Currently I'm using gridSearchCV
of sklearn
to tune the parameters of a randomForestClassifier
like this:
gs = GridSearchCV(RandomForestClassifier(n_estimators=100, random_state=42), param_grid={'max_depth': range(5, 25, 4), 'min_samples_leaf': range(5, 40, 5),'criterion': ['entropy', 'gini']}, scoring=scoring, cv=3, refit='Accuracy', n_jobs=-1)
gs.fit(X_Distances, Y)
results = gs.cv_results_
After that I check the gs
object for the best_params
and best_score
. Now I'm using best_params
to instantiate a RandomForestClassifier
and use stratified validation again to record metrics and print a confusion matrix:
rf = RandomForestClassifier(n_estimators=1000, min_samples_leaf=7, max_depth=18, criterion='entropy', random_state=42)
accuracy = []
metrics = {'accuracy':[], 'precision':[], 'recall':[], 'fscore':[], 'support':[]}
counter = 0
print('################################################### RandomForest ###################################################')
for train_index, test_index in skf.split(X_Distances,Y):
X_train, X_test = X_Distances[train_index], X_Distances[test_index]
y_train, y_test = Y[train_index], Y[test_index]
rf.fit(X_train, y_train)
y_pred = rf.predict(X_test)
precision, recall, fscore, support = np.round(score(y_test, y_pred), 2)
metrics['accuracy'].append(round(accuracy_score(y_test, y_pred), 2))
metrics['precision'].append(precision)
metrics['recall'].append(recall)
metrics['fscore'].append(fscore)
metrics['support'].append(support)
print(classification_report(y_test, y_pred))
matrix = confusion_matrix(y_test, y_pred)
methods.saveConfusionMatrix(matrix, ('confusion_matrix_randomforest_distances_' + str(counter) +'.png'))
counter = counter+1
meanAcc= round(np.mean(np.asarray(metrics['accuracy'])),2)*100
print('meanAcc: ', meanAcc)
Is this a reasonable approach or do I have something completely wrong?
EDIT:
I just tested the following:
gs = GridSearchCV(RandomForestClassifier(n_estimators=100, random_state=42), param_grid={'max_depth': range(5, 25, 4), 'min_samples_leaf': range(5, 40, 5),'criterion': ['entropy', 'gini']}, scoring=scoring, cv=3, refit='Accuracy', n_jobs=-1)
gs.fit(X_Distances, Y)
This yields best_score = 0.5362903225806451
at best_index = 28
. When I check the accuracies in the 3 folds at index 28 I get:
Which leads to the mean test accuracy: 0.5362903225806451. best_params: {'criterion': 'entropy', 'max_depth': 21, 'min_samples_leaf': 5}
Now I run this code which is using the mentioned best_params with a stratified 3 fold split (like GridSearchCV):
rf = RandomForestClassifier(n_estimators=100, min_samples_leaf=5, max_depth=21, criterion='entropy', random_state=42)
accuracy = []
metrics = {'accuracy':[], 'precision':[], 'recall':[], 'fscore':[], 'support':[]}
counter = 0
print('################################################### RandomForest_Gini ###################################################')
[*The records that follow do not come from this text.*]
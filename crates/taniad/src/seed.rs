//! Built-in reference dataset for an empty catalog.
//!
//! Mirrors the production seed: five provinces with generated regencies
//! and districts, the staple commodities with their common varieties,
//! the pest/disease reference entries, and per-province distribution
//! facts for the recent years. Runs once, only when the database holds
//! no rows.

use anyhow::Result;
use chrono::Datelike;
use serde_json::json;
use tania_common::catalog_db::CatalogDb;
use tania_common::models::{Commodity, Distribution, GeoUnit, Pest, PestType, Variety};
use tracing::info;

struct PestSeed {
    name: &'static str,
    scientific_name: &'static str,
    pest_type: PestType,
    description: &'static str,
    symptoms: &'static [&'static str],
    affected: &'static [&'static str],
    control_methods: &'static [&'static str],
    insecticides: &'static [&'static str],
    environmental: &'static [&'static str],
}

const PROVINCES: &[(&str, &str, f64, f64)] = &[
    ("West Java", "JB", -6.9175, 107.6191),
    ("Central Java", "JT", -7.1509, 110.1403),
    ("East Java", "JI", -7.5360, 112.2384),
    ("North Sumatra", "SU", 3.5952, 98.6722),
    ("South Sulawesi", "SN", -3.6687, 119.9740),
];

const COMMODITIES: &[(&str, &str, &str, &str)] = &[
    (
        "Rice",
        "Oryza sativa",
        "food crop",
        "Staple food crop grown in irrigated lowland and rainfed fields.",
    ),
    (
        "Corn",
        "Zea mays",
        "food crop",
        "Major cereal crop for food and animal feed.",
    ),
    (
        "Coffee",
        "Coffea spp.",
        "plantation",
        "Smallholder plantation crop, arabica in the highlands and robusta below.",
    ),
    (
        "Tomato",
        "Solanum lycopersicum",
        "horticulture",
        "Widely grown vegetable crop for fresh markets.",
    ),
    (
        "Chili",
        "Capsicum annuum",
        "horticulture",
        "High-value vegetable crop sensitive to price swings.",
    ),
];

const VARIETIES: &[(&str, &str, &str, i64, f64)] = &[
    (
        "Rice",
        "IR64",
        "Widely planted lowland variety with good eating quality.",
        115,
        6.0,
    ),
    (
        "Rice",
        "Ciherang",
        "Popular IR64 successor with better blast tolerance.",
        120,
        6.5,
    ),
    (
        "Corn",
        "Pioneer 21",
        "Hybrid corn with high yield potential under intensive management.",
        103,
        9.2,
    ),
    (
        "Tomato",
        "Servo F1",
        "Determinate hybrid for lowland cultivation.",
        75,
        4.5,
    ),
];

const PESTS: &[PestSeed] = &[
    PestSeed {
        name: "Brown Planthopper",
        scientific_name: "Nilaparvata lugens",
        pest_type: PestType::Pest,
        description: "A major pest of rice that causes hopperburn and transmits viral diseases.",
        symptoms: &[
            "Yellowing and drying of rice plants",
            "Stunted growth",
            "Honeydew deposits on leaves",
            "Sooty mold on plants",
        ],
        affected: &["Rice"],
        control_methods: &[
            "Use resistant varieties",
            "Proper water management",
            "Avoid excessive nitrogen fertilization",
            "Biological control with spiders and parasitoids",
            "Targeted insecticide application",
        ],
        insecticides: &[
            "Imidacloprid 17.8 SL @ 0.3 ml/L",
            "Buprofezin 25 SC @ 2 ml/L",
            "Clothianidin 50 WDG @ 0.3 g/L",
        ],
        environmental: &[
            "High humidity favors development",
            "Temperature range 25-30C optimal",
            "Dense planting increases infestation",
        ],
    },
    PestSeed {
        name: "Fall Armyworm",
        scientific_name: "Spodoptera frugiperda",
        pest_type: PestType::Pest,
        description: "An invasive pest that attacks various crops including corn, rice, and vegetables.",
        symptoms: &[
            "Feeding damage on leaves creating window panes",
            "Damage to growing point (whorl)",
            "Presence of frass in whorl",
            "Ragged holes in leaves",
        ],
        affected: &["Corn", "Rice"],
        control_methods: &[
            "Early detection and monitoring",
            "Pheromone traps",
            "Egg mass destruction",
            "Biological control with natural enemies",
            "Targeted insecticide spray",
        ],
        insecticides: &[
            "Emamectin benzoate 5 SG @ 0.4 g/L",
            "Chlorantraniliprole 18.5 SC @ 0.3 ml/L",
            "Spinetoram 11.7 SC @ 0.5 ml/L",
        ],
        environmental: &[
            "Warm temperatures accelerate development",
            "Can spread rapidly with wind",
            "Multiple host plants available",
        ],
    },
    PestSeed {
        name: "Rice Blast",
        scientific_name: "Pyricularia oryzae",
        pest_type: PestType::Disease,
        description: "A fungal disease that causes significant yield losses in rice production.",
        symptoms: &[
            "Diamond-shaped lesions on leaves",
            "Gray center with brown borders",
            "Neck rot causing panicle death",
            "Node infection causing stem breakage",
        ],
        affected: &["Rice"],
        control_methods: &[
            "Use resistant varieties",
            "Proper seed treatment",
            "Balanced fertilization",
            "Field sanitation",
            "Fungicide application",
        ],
        insecticides: &[
            "Tricyclazole 75 WP @ 0.6 g/L",
            "Azoxystrobin 23 SC @ 1 ml/L",
            "Isoprothiolane 40 EC @ 1.5 ml/L",
        ],
        environmental: &[
            "High humidity and moderate temperature",
            "Water stress favors infection",
            "Dense canopy increases disease pressure",
        ],
    },
    PestSeed {
        name: "Bacterial Wilt",
        scientific_name: "Ralstonia solanacearum",
        pest_type: PestType::Disease,
        description: "A bacterial disease affecting tomato, potato, and other solanaceous crops.",
        symptoms: &[
            "Sudden wilting of plants",
            "Yellow lower leaves",
            "Brown vascular discoloration",
            "Bacterial ooze from cut stems",
        ],
        affected: &["Tomato", "Chili"],
        control_methods: &[
            "Use resistant varieties",
            "Crop rotation with non-host plants",
            "Soil solarization",
            "Proper drainage",
            "Avoid mechanical damage to roots",
        ],
        insecticides: &[
            "Copper hydroxide 77 WP @ 2 g/L",
            "Streptomycin sulfate 9% + Tetracycline 1% @ 0.5 g/L",
            "Bordeaux mixture @ 1%",
        ],
        environmental: &[
            "High soil moisture and temperature",
            "Soil pH between 6.0-7.0 favors disease",
            "Poor drainage increases incidence",
        ],
    },
    PestSeed {
        name: "Aphids",
        scientific_name: "Various species",
        pest_type: PestType::Pest,
        description: "Small sap-sucking insects that attack a wide range of crops.",
        symptoms: &[
            "Curled and yellowing leaves",
            "Stunted plant growth",
            "Honeydew deposits",
            "Sooty mold development",
            "Transmission of viral diseases",
        ],
        affected: &["Tomato", "Chili", "Corn"],
        control_methods: &[
            "Regular monitoring",
            "Natural predators conservation",
            "Reflective mulch",
            "Neem-based products",
            "Selective insecticides",
        ],
        insecticides: &[
            "Imidacloprid 200 SL @ 0.3 ml/L",
            "Acetamiprid 20 SP @ 0.2 g/L",
            "Neem oil @ 5 ml/L",
        ],
        environmental: &[
            "Cool weather favors population growth",
            "Water stress increases susceptibility",
            "Over-fertilization with nitrogen",
        ],
    },
    PestSeed {
        name: "Coffee Berry Borer",
        scientific_name: "Hypothenemus hampei",
        pest_type: PestType::Pest,
        description: "A major pest of coffee that bores into coffee berries.",
        symptoms: &[
            "Small holes in coffee berries",
            "Premature berry drop",
            "Reduced coffee quality",
            "Presence of bore dust",
        ],
        affected: &["Coffee"],
        control_methods: &[
            "Timely harvesting",
            "Field sanitation",
            "Pheromone traps",
            "Biological control agents",
            "Targeted insecticide application",
        ],
        insecticides: &[
            "Endosulfan 35 EC @ 2 ml/L",
            "Chlorpyrifos 20 EC @ 2 ml/L",
        ],
        environmental: &[
            "High altitude and moderate temperature",
            "High humidity favors development",
            "Presence of mature berries",
        ],
    },
];

/// Populate an empty database. Returns the number of pest entries.
pub fn seed(db: &CatalogDb) -> Result<usize> {
    let mut commodity_ids: Vec<(String, i64)> = Vec::new();
    let mut province_ids: Vec<i64> = Vec::new();

    for (name, code, lat, lon) in PROVINCES {
        let province_id = db.insert_province(&GeoUnit {
            id: 0,
            parent_id: None,
            name: name.to_string(),
            code: code.to_string(),
            latitude: Some(*lat),
            longitude: Some(*lon),
            boundaries: None,
        })?;
        province_ids.push(province_id);

        for n in 1..=3 {
            let regency_id = db.insert_regency(&GeoUnit {
                id: 0,
                parent_id: Some(province_id),
                name: format!("{} Regency {}", name, n),
                code: format!("{}{:02}", code, n),
                latitude: None,
                longitude: None,
                boundaries: None,
            })?;
            for d in 1..=2 {
                db.insert_district(&GeoUnit {
                    id: 0,
                    parent_id: Some(regency_id),
                    name: format!("{} Regency {} District {}", name, n, d),
                    code: format!("{}{:02}{:03}", code, n, d),
                    latitude: None,
                    longitude: None,
                    boundaries: None,
                })?;
            }
        }
    }

    for (name, scientific_name, category, description) in COMMODITIES {
        let id = db.insert_commodity(&Commodity {
            id: 0,
            name: name.to_string(),
            scientific_name: Some(scientific_name.to_string()),
            description: Some(description.to_string()),
            category: category.to_string(),
            image_url: None,
            growing_conditions: Some(json!({
                "climate": "tropical",
                "altitude_m": if *name == "Coffee" { "700-1600" } else { "0-800" },
            })),
            harvest_info: None,
        })?;
        commodity_ids.push((name.to_string(), id));
    }

    let commodity_id = |name: &str| -> i64 {
        commodity_ids
            .iter()
            .find(|(n, _)| n == name)
            .map(|(_, id)| *id)
            .unwrap_or(0)
    };

    for (commodity, name, description, maturity_days, potential_yield) in VARIETIES {
        db.insert_variety(&Variety {
            id: 0,
            commodity_id: commodity_id(commodity),
            name: name.to_string(),
            description: Some(description.to_string()),
            agronomic_traits: None,
            pest_susceptibility: None,
            maturity_days: Some(*maturity_days),
            potential_yield: Some(*potential_yield),
            yield_unit: "tons".to_string(),
            image_url: None,
        })?;
    }

    let now = chrono::Utc::now().timestamp();
    for (index, entry) in PESTS.iter().enumerate() {
        let to_vec = |items: &[&str]| items.iter().map(|s| s.to_string()).collect::<Vec<_>>();
        db.insert_pest(&Pest {
            id: 0,
            name: entry.name.to_string(),
            scientific_name: Some(entry.scientific_name.to_string()),
            pest_type: entry.pest_type,
            description: Some(entry.description.to_string()),
            symptoms: to_vec(entry.symptoms),
            affected_commodities: entry.affected.iter().map(|n| commodity_id(n)).collect(),
            control_methods: to_vec(entry.control_methods),
            insecticide_recommendations: to_vec(entry.insecticides),
            image_url: None,
            environmental_factors: to_vec(entry.environmental),
            // Spread creation times so the recent listing has an order.
            created_at: now - ((PESTS.len() - index) as i64) * 86_400,
        })?;
    }

    // Province-level production facts for the last three years.
    let current_year = chrono::Utc::now().year() as i64;
    for year in (current_year - 2)..=current_year {
        for (p_index, province_id) in province_ids.iter().enumerate() {
            for (c_index, (_, commodity_id)) in commodity_ids.iter().enumerate() {
                let area = 1_000.0 + (p_index as f64) * 350.0 + (c_index as f64) * 120.0;
                let production = area * (3.5 + (c_index as f64) * 0.6);
                db.insert_distribution(&Distribution {
                    id: 0,
                    commodity_id: *commodity_id,
                    province_id: Some(*province_id),
                    regency_id: None,
                    district_id: None,
                    area_hectares: Some(area),
                    production_tons: Some(production),
                    productivity: Some(production / area),
                    year,
                    environmental_data: Some(json!({
                        "avg_temperature_c": 26.5,
                        "annual_rainfall_mm": 2100,
                    })),
                })?;
            }
        }
    }

    let counts = db.counts()?;
    info!(
        "  Seeded catalog: {} provinces, {} commodities, {} pests, {} distributions",
        counts.provinces, counts.commodities, counts.pests, counts.distributions
    );
    Ok(PESTS.len())
}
for train_index, test_index in skf.split(X_Distances,Y):
X_train, X_test = X_Distances[train_index], X_Distances[test_index]
y_train, y_test = Y[train_index], Y[test_index]
rf.fit(X_train, y_train)
y_pred = rf.predict(X_test)
precision, recall, fscore, support = np.round(score(y_test, y_pred))
metrics['accuracy'].append(accuracy_score(y_test, y_pred))
metrics['precision'].append(precision)
metrics['recall'].append(recall)
metrics['fscore'].append(fscore)
metrics['support'].append(support)
print(classification_report(y_test, y_pred))
matrix = confusion_matrix(y_test, y_pred)
methods.saveConfusionMatrix(matrix, ('confusion_matrix_randomforest_distances_' + str(counter) +'.png'))
counter = counter+1
meanAcc= np.mean(np.asarray(metrics['accuracy']))
print('meanAcc: ', meanAcc)
The metrics dictionairy yields the exact same accuracies (split0: 0.5185929648241207, split1: 0.526686807653575, split2: 0.5637651821862348)
However the mean calculation is a bit off: 0.5363483182213101
Upvotes: 2
Views: 622
Reputation: 800
While this seems like a promising approach, you are taking a risk: You are tuning, and then evaluating the results of this tuning using the same dataset.
While in some cases this is a legit approach, I would carefully check the difference between the metric you get at the end, and the reported best_score
. If these are far off, you should tune your model only on the training set (you are now tuning using everything). In practice, this means performing the split beforehand and making sure that GridSearchCV
does not see the test set.
This could be done like this:
train_x, train_y, val_x, val_y = train_test_split(X_distances, Y, test_size=0.3, random_state=42)
You would then run tuning and training on the train_x, train_y
.
On the other hand, if the two scores are close, I guess you are good to go.
Upvotes: 3